6.2. Investment Management Committee (IMC) is a four-member committee established by the Board to monitor the management of MDSC’s investments by an investment firm and is authorized to make investment changes and withdrawals, as directed by the Board. The three IMC members are appointed by the President in consultation with the four elected officers and the Treasurer shall be the fourth member, and the investment committee selects the chair. The IMC Chair shall serve on the Board for a term of two (2) years, coinciding with the terms of the President, and shall be bonded. The IMC Chair shall report on a regular basis to the Board on its investment performance. Access to the invested funds shall be limited to the President and/or the IMC Chair.
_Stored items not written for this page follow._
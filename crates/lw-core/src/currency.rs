use std::fmt;
use std::ops::{Index, IndexMut};

use serde::{Deserialize, Serialize};

/// One of the five fixed coin denominations, ordered from highest to lowest value.
#[derive(Debug, Clone, Copy, PartialEq, Eq, Hash, PartialOrd, Ord, Serialize, Deserialize)]
#[serde(rename_all = "lowercase")]
pub enum Denomination {
    /// Platinum pieces.
    Pp,
    /// Gold pieces.
    Gp,
    /// Electrum pieces.
    Ep,
    /// Silver pieces.
    Sp,
    /// Copper pieces.
    Cp,
}

impl Denomination {
    /// All denominations, highest value first.
    pub const ALL: [Self; 5] = [Self::Pp, Self::Gp, Self::Ep, Self::Sp, Self::Cp];

    /// The most valuable denomination.
    pub fn highest() -> Self {
        Self::Pp
    }

    /// The least valuable denomination.
    pub fn lowest() -> Self {
        Self::Cp
    }

    /// Position in the high-to-low chain.
    pub fn index(self) -> usize {
        match self {
            Self::Pp => 0,
            Self::Gp => 1,
            Self::Ep => 2,
            Self::Sp => 3,
            Self::Cp => 4,
        }
    }

    /// The next less valuable denomination, if any.
    pub fn next_lower(self) -> Option<Self> {
        Self::ALL.get(self.index() + 1).copied()
    }

    /// The short symbol used in currency formulas (`"gp"`).
    pub fn symbol(self) -> &'static str {
        match self {
            Self::Pp => "pp",
            Self::Gp => "gp",
            Self::Ep => "ep",
            Self::Sp => "sp",
            Self::Cp => "cp",
        }
    }

    /// Parse a denomination symbol, ignoring case and surrounding whitespace.
    pub fn parse(s: &str) -> Option<Self> {
        match s.trim().to_lowercase().as_str() {
            "pp" => Some(Self::Pp),
            "gp" => Some(Self::Gp),
            "ep" => Some(Self::Ep),
            "sp" => Some(Self::Sp),
            "cp" => Some(Self::Cp),
            _ => None,
        }
    }
}

impl fmt::Display for Denomination {
    fn fmt(&self, f: &mut fmt::Formatter<'_>) -> fmt::Result {
        write!(f, "{}", self.symbol())
    }
}

/// Coin holdings: a non-negative amount per denomination.
///
/// Only the lowest denomination may hold a fractional amount once an
/// exchange or smoothing pass has run.
#[derive(Debug, Clone, Copy, PartialEq, Default, Serialize, Deserialize)]
#[serde(default)]
pub struct CurrencyAmount {
    /// Platinum pieces.
    pub pp: f64,
    /// Gold pieces.
    pub gp: f64,
    /// Electrum pieces.
    pub ep: f64,
    /// Silver pieces.
    pub sp: f64,
    /// Copper pieces.
    pub cp: f64,
}

impl CurrencyAmount {
    /// An empty purse.
    pub fn blank() -> Self {
        Self::default()
    }

    /// A purse holding `amount` of a single denomination.
    pub fn of(denomination: Denomination, amount: f64) -> Self {
        let mut purse = Self::default();
        purse[denomination] = amount;
        purse
    }

    /// Add `amount` of one denomination.
    pub fn add(&mut self, denomination: Denomination, amount: f64) {
        self[denomination] += amount;
    }

    /// Add every denomination of `other` into this purse.
    pub fn merge(&mut self, other: &CurrencyAmount) {
        for denomination in Denomination::ALL {
            self[denomination] += other[denomination];
        }
    }

    /// Iterate `(denomination, amount)` pairs, highest value first.
    pub fn iter(&self) -> impl Iterator<Item = (Denomination, f64)> + '_ {
        Denomination::ALL.into_iter().map(|d| (d, self[d]))
    }

    /// Denominations holding a non-zero amount.
    pub fn non_zero(&self) -> impl Iterator<Item = (Denomination, f64)> + '_ {
        self.iter().filter(|(_, amount)| *amount != 0.0)
    }

    /// True if every denomination is zero.
    pub fn is_empty(&self) -> bool {
        self.non_zero().next().is_none()
    }

    /// True if any denomination is below zero.
    pub fn has_negative(&self) -> bool {
        self.iter().any(|(_, amount)| amount < 0.0)
    }
}

impl Index<Denomination> for CurrencyAmount {
    type Output = f64;

    fn index(&self, denomination: Denomination) -> &f64 {
        match denomination {
            Denomination::Pp => &self.pp,
            Denomination::Gp => &self.gp,
            Denomination::Ep => &self.ep,
            Denomination::Sp => &self.sp,
            Denomination::Cp => &self.cp,
        }
    }
}

impl IndexMut<Denomination> for CurrencyAmount {
    fn index_mut(&mut self, denomination: Denomination) -> &mut f64 {
        match denomination {
            Denomination::Pp => &mut self.pp,
            Denomination::Gp => &mut self.gp,
            Denomination::Ep => &mut self.ep,
            Denomination::Sp => &mut self.sp,
            Denomination::Cp => &mut self.cp,
        }
    }
}

impl fmt::Display for CurrencyAmount {
    fn fmt(&self, f: &mut fmt::Formatter<'_>) -> fmt::Result {
        let parts: Vec<String> = self
            .non_zero()
            .map(|(d, amount)| format!("{}{d}", format_amount(amount)))
            .collect();
        if parts.is_empty() {
            write!(f, "0gp")
        } else {
            write!(f, "{}", parts.join(" "))
        }
    }
}

/// Format an amount without a trailing `.0`, keeping at most two decimals.
pub fn format_amount(amount: f64) -> String {
    if amount.fract() == 0.0 {
        format!("{amount:.0}")
    } else {
        let text = format!("{amount:.2}");
        text.trim_end_matches('0').trim_end_matches('.').to_string()
    }
}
6.3. The President may assign duties to the board members to include any of, but not limited to, the following responsibilities:
6.3.1. Providing reasonable accommodations and volunteer services for members,
6.3.2. Assisting the President with parliamentary procedure during the annual membership and special meetings under Article 7 and advising any MDSC members on appropriate parliamentary procedure,
6.3.3. Providing technological support for a variety of communications, such as social media, special announcements, fliers, event registration, and vlogs,
6.3.4. Reviewing and proposing amendments to the bylaws, under Article 10 with the bylaws committee,
6.3.5. Maintaining and using technological equipment and media to document social events and meetings,
6.4. Some of the above responsibilities, such as the Webmaster, may be assigned to individuals outside of the board but with supervision of a board member.
6.5. The Board shall meet monthly, and such other times as may be called for by the President, as needed. At least 48 hours advance notice to all Board members must be sent through email before any special board meeting.
6.6. The Board shall be empowered to make decisions between annual membership meetings in accordance with the objectives and best interests of MDSC.
Article 7 – Meetings
7.1. The annual membership meeting shall be held annually during the month of June on such a date and place as determined by the Board for the purpose of receiving reports from each elected officer and the election of new officers. In the event the meeting is not held for any reason, the President, in consultation with the Board, shall select another appropriate date for the meeting. Members shall be notified of this meeting at least thirty (30) days in advance.
7.2. Special membership meetings may be called by (a) the President, in consultation with the Board, or (b) one-fourth (¼) of the regular members.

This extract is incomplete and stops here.